Na galeryjce, otaczającej szczyt bramy i zbudowanej, jak się zdawało, z cukru smażonego, umieszczona była janczarska orkiestra złożona z sześciu małpek w ciepłych surducikach. Słuchając muzyki, Klara nie spostrzegła prawie, że przeszli już kawał drogi po płytach z barwnego marmuru, które nie były niczym innym, jak misternie odrobionymi marcypanami.
Z lasku, w którym teraz się znaleźli, dochodziły najsłodsze zapachy. Ciemną zieleń rozświetlały tysiączne ogniki. W ich blasku widać było wyraźnie złote i srebrne owoce wiszące na barwnych ogonkach oraz pnie i gałęzie drzew, przystrojone we wstążki i bukiety kwiatów jak szczęśliwi narzeczeni lub radośni, weselni goście. Gałązki i listeczki szumiały w powiewach zefiru pełnego woni pomarańcz. Cienkie złote nitki, zwisające z drzew, dzwoniły jak muzyka, a błyszczące ogniki skakały i tańczyły do taktu.

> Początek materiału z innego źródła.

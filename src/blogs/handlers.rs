use axum::{
    extract::{DefaultBodyLimit, Multipart, Path, State},
    http::StatusCode,
    routing::{get, post, put},
    Json, Router,
};
use axum_extra::extract::WithRejection;
use tracing::{info, instrument};

use super::{
    dto::BlogResponse,
    repo_types::{BlogPatch, NewBlog},
};
use crate::{
    auth::{dto::MessageResponse, extractors::AuthUser, guard::authorize_owner},
    error::{AppError, AppResult},
    images::{self, FormData},
    state::AppState,
};

const MAX_TITLE_LEN: usize = 200;
const MAX_EXCERPT_LEN: usize = 500;
const IMAGE_PREFIX: &str = "blogs";

pub fn read_routes() -> Router<AppState> {
    Router::new()
        .route("/blog/all", get(list_blogs))
        .route("/blog/my-blogs", get(list_my_blogs))
        .route("/blog/:id", get(get_blog))
}

pub fn write_routes() -> Router<AppState> {
    Router::new()
        .route("/blog", post(create_blog))
        .route("/blog/:id", put(update_blog).delete(delete_blog))
        .layer(DefaultBodyLimit::max(20 * 1024 * 1024)) // 20MB
}

fn blog_not_found() -> AppError {
    AppError::NotFound("Blog not found".into())
}

fn check_len(field: &str, value: &str, max: usize) -> AppResult<()> {
    if value.chars().count() > max {
        return Err(AppError::Validation(format!(
            "field {} must be at most {} characters",
            field, max
        )));
    }
    Ok(())
}

/// Present-but-blank is an error on update; absent means "keep".
fn optional_text(form: &FormData, name: &str) -> AppResult<Option<String>> {
    match form.text(name) {
        None => Ok(None),
        Some(v) if v.trim().is_empty() => Err(AppError::Validation(format!(
            "field {} must not be empty",
            name
        ))),
        Some(v) => Ok(Some(v)),
    }
}

// --- handlers ---

#[instrument(skip(state))]
pub async fn list_blogs(State(state): State<AppState>) -> AppResult<Json<Vec<BlogResponse>>> {
    let blogs = state.blogs.list_all().await?;
    Ok(Json(blogs.into_iter().map(Into::into).collect()))
}

#[instrument(skip(state))]
pub async fn list_my_blogs(
    State(state): State<AppState>,
    AuthUser(user_id): AuthUser,
) -> AppResult<Json<Vec<BlogResponse>>> {
    let blogs = state.blogs.list_by_user(user_id).await?;
    Ok(Json(blogs.into_iter().map(Into::into).collect()))
}

#[instrument(skip(state))]
pub async fn get_blog(
    State(state): State<AppState>,
    WithRejection(Path(id), _): WithRejection<Path<i64>, AppError>,
) -> AppResult<Json<BlogResponse>> {
    let blog = state.blogs.find(id).await?.ok_or_else(blog_not_found)?;
    Ok(Json(blog.into()))
}

/// POST /blog (multipart: title, content, excerpt, category, tags[], image)
#[instrument(skip(state, mp))]
pub async fn create_blog(
    State(state): State<AppState>,
    AuthUser(user_id): AuthUser,
    WithRejection(mp, _): WithRejection<Multipart, AppError>,
) -> AppResult<Json<BlogResponse>> {
    let form = FormData::from_multipart(mp).await?;
    create_from_form(&state, user_id, form).await.map(Json)
}

/// PUT /blog/:id (multipart, every field optional)
#[instrument(skip(state, mp))]
pub async fn update_blog(
    State(state): State<AppState>,
    AuthUser(user_id): AuthUser,
    WithRejection(Path(id), _): WithRejection<Path<i64>, AppError>,
    WithRejection(mp, _): WithRejection<Multipart, AppError>,
) -> AppResult<Json<BlogResponse>> {
    let form = FormData::from_multipart(mp).await?;
    update_from_form(&state, user_id, id, form).await.map(Json)
}

#[instrument(skip(state))]
pub async fn delete_blog(
    State(state): State<AppState>,
    AuthUser(user_id): AuthUser,
    WithRejection(Path(id), _): WithRejection<Path<i64>, AppError>,
) -> AppResult<(StatusCode, Json<MessageResponse>)> {
    let blog = state.blogs.find(id).await?.ok_or_else(blog_not_found)?;
    authorize_owner(&blog, user_id)?;

    if !state.blogs.delete(id).await? {
        return Err(blog_not_found());
    }
    info!(blog_id = id, user_id, "blog deleted");
    Ok((
        StatusCode::OK,
        Json(MessageResponse::new("Blog deleted successfully")),
    ))
}

// --- form processing ---

pub(crate) async fn create_from_form(
    state: &AppState,
    user_id: i64,
    mut form: FormData,
) -> AppResult<BlogResponse> {
    let title = form.required("title")?;
    let content = form.required("content")?;
    let excerpt = form.required("excerpt")?;
    let category = form.required("category")?;
    let tags = form
        .list("tags")
        .ok_or_else(|| AppError::Validation("field tags is required".into()))?;
    check_len("title", &title, MAX_TITLE_LEN)?;
    check_len("excerpt", &excerpt, MAX_EXCERPT_LEN)?;

    let image = form
        .take_file("image")
        .ok_or_else(|| AppError::Validation("field image is required".into()))?;
    images::check_media_type(&image.content_type)?;
    let image_url = images::upload_image(state.storage.as_ref(), IMAGE_PREFIX, image).await?;

    let inserted = state
        .blogs
        .insert(NewBlog {
            title,
            content,
            excerpt,
            category,
            tags,
            image: image_url.clone(),
            user_id,
        })
        .await;

    match inserted {
        Ok(blog) => {
            info!(blog_id = blog.id, user_id, "blog created");
            Ok(blog.into())
        }
        Err(e) => {
            images::discard_image(state.storage.as_ref(), &image_url).await;
            Err(e)
        }
    }
}

pub(crate) async fn update_from_form(
    state: &AppState,
    user_id: i64,
    id: i64,
    mut form: FormData,
) -> AppResult<BlogResponse> {
    let blog = state.blogs.find(id).await?.ok_or_else(blog_not_found)?;
    authorize_owner(&blog, user_id)?;

    let mut patch = BlogPatch {
        title: optional_text(&form, "title")?,
        content: optional_text(&form, "content")?,
        excerpt: optional_text(&form, "excerpt")?,
        category: optional_text(&form, "category")?,
        tags: form.list("tags"),
        image: None,
    };
    if let Some(title) = &patch.title {
        check_len("title", title, MAX_TITLE_LEN)?;
    }
    if let Some(excerpt) = &patch.excerpt {
        check_len("excerpt", excerpt, MAX_EXCERPT_LEN)?;
    }

    if let Some(image) = form.take_file("image") {
        images::check_media_type(&image.content_type)?;
        patch.image =
            Some(images::upload_image(state.storage.as_ref(), IMAGE_PREFIX, image).await?);
    }
    let new_image = patch.image.clone();

    let updated = match state.blogs.update(id, patch).await {
        Ok(Some(blog)) => Ok(blog),
        Ok(None) => Err(blog_not_found()),
        Err(e) => Err(e),
    };
    if updated.is_err() {
        if let Some(url) = &new_image {
            images::discard_image(state.storage.as_ref(), url).await;
        }
    }

    let blog = updated?;
    info!(blog_id = blog.id, user_id, "blog updated");
    Ok(blog.into())
}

- Ach, jak tu pięknie! - zawołała uszczęśliwiona Klara z zachwytem.
- Jesteśmy w Lesie Gwiazdkowym, droga panno Klaro - pośpieszył z odpowiedzią Dziadek do Orzechów.
- Gdybym tu mogła trochę dłużej pozostać! Tak tutaj prześlicznie!
Dziadek do Orzechów klasnął w swe małe dłonie i w tej samej chwili ukazali się mali pasterze w towarzystwie maleńkich pasterek, a za nimi panowie i panie w strojach myśliwskich; wszyscy byli tak delikatni i biali, że wyglądali jak z najczystszego cukru. Klara dziwiła się, że teraz dopiero ich spostrzegła, chociaż już tak długo chodziła po lesie.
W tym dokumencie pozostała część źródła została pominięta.